En mémoire d’ Adrien Pasquali
C'est un petit livre dense et déchirant que Le pain de silence d'Adrien Pasquali, où s'exprime la souffrance si difficilement dicible de la non-communication. La situation est à la fois banale au possible et terrifiante. Trois êtres vivent ensemble que tout réunit quotidiennement, et qui ne trouvent rien à se dire. Le père, Italien de souche, est ouvrier dans les chantiers de montagne. Rentrant le soir, il ne paraît capable que de marmonner deux ou trois phrases répétitives, entre son arrivée au pas lourd et la cigarette de fin de repas. La mère, maladive, se recroqueville pour sa part dans son intérieur où elle «fait» la poussière en robe de chambre avant de retourner au lit, non sans donner rageusement la chasse aux mégots de son conjoint. Par rapport au monde extérieur, tous deux se font petits en sorte d'échapper au «harcèlement vipérin» de voisins prompts à leur rappeler qu'«on n'est pas à Naples, ici», surenchérissant alors dans le genre suissaud en s'effrorçant de «parler plus doucement».
Or c'est dans cet univers confiné, voire irrespirable, du «chacun pour tous, tous pour personne» que doit vivre l'enfant jamais bordé, jamais caressé ni même regardé et qu'un bloc de silence oppressant sépare de ses parents. «Jamais personne ne s'est penché sur mon lit», remarque le garçon qui fait plutôt office de garde-malade aux petits soins de sa mère dolente, incapable de s'extérioriser et s'interdisant toute forme de jeu. Est-ce vraiment sa mère qui, un jour, lui a dit cette terrible petite phrase, «sans doute n'as-tu jamais été un enfant», ou bien sa propre douleur a-t-elle cristallisé ces mots qu'il retrouve dans les yeux tristes de celle qui l'a mis au monde ? Peu importe à vrai dire, car tout ce passe ici dans une sorte d'infra-langage où les mots ont d'ailleurs peu de rapports vivants avec les choses.

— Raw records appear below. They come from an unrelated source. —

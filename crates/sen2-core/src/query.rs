// Rust guideline compliant 2026-10-15

//! Structured JSON:API query.
//!
//! A `QuerySpec` is built once per command and only turned into strings at
//! the wire boundary. Parameters are always emitted in the same order:
//! `filter`, `sort`, raw modifier, `page[size]`, `page[number]`.

use crate::filter::FilterExpression;
use std::fmt;

/// Filter, sort and pagination parameters of a collection query.
#[derive(Debug, Clone, Default, PartialEq, Eq)]
pub struct QuerySpec {
    filter: FilterExpression,
    sort: Option<String>,
    raw_modifier: Option<String>,
    page_size: Option<u32>,
    page_number: Option<i64>,
}

/// Assembles a query from its parts.
///
/// # Arguments
///
/// * `filter` - Combined filter expression (may match all)
/// * `sort` - Comma-separated fields, `-` prefix for descending
/// * `raw_modifier` - Query-string fragment appended verbatim
/// * `page_size` - Page size, always emitted when set
/// * `page_number` - Page to fetch; `<= 0` or `None` means all pages
#[must_use]
pub fn compose_query(
    filter: FilterExpression,
    sort: Option<String>,
    raw_modifier: Option<String>,
    page_size: Option<u32>,
    page_number: Option<i64>,
) -> QuerySpec {
    QuerySpec {
        filter,
        sort: sort.filter(|s| !s.trim().is_empty()),
        raw_modifier: raw_modifier.filter(|s| !s.trim().is_empty()),
        page_size,
        page_number,
    }
}

impl QuerySpec {
    #[must_use]
    pub fn filter(&self) -> &FilterExpression {
        &self.filter
    }

    #[must_use]
    pub fn sort(&self) -> Option<&str> {
        self.sort.as_deref()
    }

    #[must_use]
    pub fn raw_modifier(&self) -> Option<&str> {
        self.raw_modifier.as_deref()
    }

    #[must_use]
    pub fn page_size(&self) -> Option<u32> {
        self.page_size
    }

    /// Explicitly requested page, if positive.
    #[must_use]
    pub fn page_number(&self) -> Option<i64> {
        self.page_number.filter(|n| *n > 0)
    }

    /// True when every page should be fetched by following continuation links.
    #[must_use]
    pub fn follows_continuations(&self) -> bool {
        self.page_number().is_none()
    }

    /// Returns the query parameters in wire order.
    ///
    /// The raw modifier stays one opaque fragment; only the builder pairs
    /// are meant to be encoded on the way out.
    #[must_use]
    pub fn params(&self) -> Vec<QueryParam> {
        let mut params = Vec::new();

        if !self.filter.is_empty() {
            params.push(QueryParam::Pair("filter", self.filter.to_string()));
        }

        if let Some(sort) = &self.sort {
            params.push(QueryParam::Pair("sort", sort.clone()));
        }

        if let Some(raw) = &self.raw_modifier {
            params.push(QueryParam::Raw(raw.trim_start_matches(['?', '&']).to_string()));
        }

        if let Some(size) = self.page_size {
            params.push(QueryParam::Pair("page[size]", size.to_string()));
        }

        if let Some(number) = self.page_number() {
            params.push(QueryParam::Pair("page[number]", number.to_string()));
        }

        params
    }
}

/// One entry of a serialized query.
#[derive(Debug, Clone, PartialEq, Eq)]
pub enum QueryParam {
    /// Builder-generated key and unencoded value.
    Pair(&'static str, String),
    /// Caller-supplied fragment, already in wire form.
    Raw(String),
}

impl QueryParam {
    /// Key of a builder pair; `None` for a raw fragment.
    #[must_use]
    pub fn key(&self) -> Option<&'static str> {
        match self {
            QueryParam::Pair(key, _) => Some(key),
            QueryParam::Raw(_) => None,
        }
    }
}

/// Unencoded query string, for logs and diagnostics.
impl fmt::Display for QuerySpec {
    fn fmt(&self, f: &mut fmt::Formatter<'_>) -> fmt::Result {
        let rendered: Vec<String> = self
            .params()
            .into_iter()
            .map(|param| match param {
                QueryParam::Pair(key, value) => format!("{}={}", key, value),
                QueryParam::Raw(raw) => raw,
            })
            .collect();
        f.write_str(&rendered.join("&"))
    }
}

Rarement on aura donné, au silence de la non-communcation, une présence aussi palpable, aussi matérielle, aussi tangiblement physique que dans ce livre qui tend essentiellement à la transmutation, physique elle aussi (montée des corps paralysés), mais à la fois affective et spritituelle du non-dit en parole ouverte. Avec une sorte de rage obsessionnelle, travaillant en vrille comme le forage discursif d'un Thomas Bernhard, l'écriture d'Adrien Pasquali paraît ici du dernier recours, qui ressasse et rassaisit les éléments de la relation manquée en quête d'un pardon mutuel ou d'une guérison. D'abord un peu rebutante, même astringente dans ses tâtons phénoménologiques, la litaniqe de Pasquali (qui ne compte qu'un point intermédiaire entre deux coulées de prose, comme si l'arrêt risquait de faire le jeu du silence ou de la mort) trouve bientôt son rythme naturel et sa nécessité vitale, haletante et de plus en plus maîtrisée du point de vue musical.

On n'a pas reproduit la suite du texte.